- [Assignment]: Look through the entries for the string "iter" and copy every line where it shows up.

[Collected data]
┌──

//! Removal of import bindings that are no longer referenced.

use oxc_allocator::Allocator;
use oxc_ast::ast::{
    IdentifierReference, ImportDeclaration, ImportDeclarationSpecifier, Statement,
};
use oxc_ast::Visit;
use oxc_parser::Parser;
use oxc_span::{GetSpan, SourceType, Span};

use crate::document::ScriptDocument;

/// Remove the import of `local_binding` when nothing references it anymore.
///
/// The specifier alone is removed when its declaration imports other
/// bindings; otherwise the whole declaration goes, with its line. Returns
/// `None` when the source is left unchanged.
pub fn remove_extraneous_import(
    source: &str,
    source_type: SourceType,
    local_binding: &str,
) -> Option<String> {
    let allocator = Allocator::default();
    let ret = Parser::new(&allocator, source, source_type).parse();
    if !ret.errors.is_empty() {
        tracing::debug!(binding = local_binding, "import cleanup skipped: source does not parse");
        return None;
    }

    let (decl, index) = ret.program.body.iter().find_map(|stmt| {
        let Statement::ImportDeclaration(decl) = stmt else {
            return None;
        };
        let index = decl
            .specifiers
            .as_ref()?
            .iter()
            .position(|spec| local_name(spec) == local_binding)?;
        Some((&**decl, index))
    })?;

    let mut finder = ReferenceFinder {
        name: local_binding,
        found: false,
    };
    finder.visit_program(&ret.program);
    if finder.found {
        return None;
    }

    let mut doc = ScriptDocument::new(source);
    doc.remove(removal_range(source, decl, index));
    tracing::debug!(binding = local_binding, "removed unused import");
    Some(doc.render())
}

fn local_name<'s>(spec: &'s ImportDeclarationSpecifier<'_>) -> &'s str {
    match spec {
        ImportDeclarationSpecifier::ImportSpecifier(s) => s.local.name.as_str(),
        ImportDeclarationSpecifier::ImportDefaultSpecifier(s) => s.local.name.as_str(),
        ImportDeclarationSpecifier::ImportNamespaceSpecifier(s) => s.local.name.as_str(),
    }
}

/// Range to delete so that the declaration stays well formed.
fn removal_range(source: &str, decl: &ImportDeclaration<'_>, index: usize) -> Span {
    let Some(specifiers) = decl.specifiers.as_ref().filter(|s| s.len() > 1) else {
        return declaration_line(source, decl.span);
    };
    let spec = &specifiers[index];
    let named = specifiers
        .iter()
        .filter(|s| matches!(s, ImportDeclarationSpecifier::ImportSpecifier(_)))
        .count();

    match spec {
        // `import a, { b } from 'x'` -> `import { b } from 'x'`
        ImportDeclarationSpecifier::ImportDefaultSpecifier(_) => {
            let after = spec.span().end;
            let comma = source[after as usize..].find(',').map_or(0, |i| i + 1);
            let rest = &source[after as usize + comma..];
            let whitespace = rest.len() - rest.trim_start().len();
            Span::new(spec.span().start, after + (comma + whitespace) as u32)
        }
        // `import a, { b } from 'x'` -> `import a from 'x'`
        ImportDeclarationSpecifier::ImportSpecifier(_) if named == 1 => {
            let from = specifiers[0].span().end;
            let close = source[spec.span().end as usize..]
                .find('}')
                .map_or(0, |i| i + 1);
            Span::new(from, spec.span().end + close as u32)
        }
        _ if index + 1 < specifiers.len() => {
            Span::new(spec.span().start, specifiers[index + 1].span().start)
        }
        _ => Span::new(specifiers[index - 1].span().end, spec.span().end),
    }
}

/// The declaration plus its line break, and the blank line after it when the
/// declaration opens the script.
fn declaration_line(source: &str, span: Span) -> Span {
    let mut end = span.end as usize;
    end += line_break_len(&source[end..]);
    if source[..span.start as usize].trim().is_empty() {
        let rest = &source[end..];
        let indent = rest.len() - rest.trim_start_matches([' ', '\t']).len();
        let line_break = line_break_len(&rest[indent..]);
        if line_break > 0 {
            end += indent + line_break;
        }
    }
    Span::new(span.start, end as u32)
}

fn line_break_len(text: &str) -> usize {
    if text.starts_with("\r\n") {
        2
    } else if text.starts_with('\n') {
        1
    } else {
        0
    }
}

struct ReferenceFinder<'n> {
    name: &'n str,
    found: bool,
}

impl<'a> Visit<'a> for ReferenceFinder<'_> {
    fn visit_identifier_reference(&mut self, ident: &IdentifierReference<'a>) {
        if ident.name.as_str() == self.name {
            self.found = true;
        }
    }
}

#[cfg(test)]
mod tests {
    use super::*;

    fn cleanup(source: &str, binding: &str) -> Option<String> {
        remove_extraneous_import(source, SourceType::ts(), binding)
    }

    #[test]
    fn test_only_specifier_removes_declaration() {
        let source = "import { defineComponent } from 'vue'\n\nconst a = 1\n";
        assert_eq!(cleanup(source, "defineComponent").unwrap(), "const a = 1\n");
    }

    #[test]
    fn test_declaration_after_other_code_keeps_blank_line() {
        let source = "import a from 'a'\nimport { defineComponent } from 'vue'\n\nconst b = a\n";
        assert_eq!(
            cleanup(source, "defineComponent").unwrap(),
            "import a from 'a'\n\nconst b = a\n"
        );
    }

    #[test]
    fn test_first_specifier_removed() {
        let source = "import { defineComponent, ref } from 'vue'\nconst a = ref(0)\n";
        assert_eq!(
            cleanup(source, "defineComponent").unwrap(),
            "import { ref } from 'vue'\nconst a = ref(0)\n"
        );
    }

    #[test]
    fn test_last_specifier_removed() {
        let source = "import { ref, defineComponent } from 'vue'\nconst a = ref(0)\n";
        assert_eq!(
            cleanup(source, "defineComponent").unwrap(),
            "import { ref } from 'vue'\nconst a = ref(0)\n"
        );
    }

    #[test]
    fn test_named_collapses_to_default() {
        let source = "import Vue, { defineComponent } from 'vue'\nVue.use(x)\n";
        assert_eq!(
            cleanup(source, "defineComponent").unwrap(),
            "import Vue from 'vue'\nVue.use(x)\n"
        );
    }

    #[test]
    fn test_default_removed_before_named() {
        let source = "import Vue, { ref } from 'vue'\nref(0)\n";
        assert_eq!(
            cleanup(source, "Vue").unwrap(),
            "import { ref } from 'vue'\nref(0)\n"
        );
    }

    #[test]
    fn test_referenced_binding_is_kept() {
        assert_eq!(
            cleanup("import { defineComponent } from 'vue'\ndefineComponent({})\n", "defineComponent"),
            None
        );
        // Type positions count as references
        assert_eq!(
            cleanup("import { PropType } from 'vue'\ntype A = PropType<string>\n", "PropType"),
            None
        );
    }

    #[test]
    fn test_binding_not_imported() {
        assert_eq!(cleanup("const a = 1\n", "defineComponent"), None);
    }
}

└──

- [Task result]:
    let (decl, index) = ret.program.body.iter().find_map(|stmt| {
            .iter()
        .iter()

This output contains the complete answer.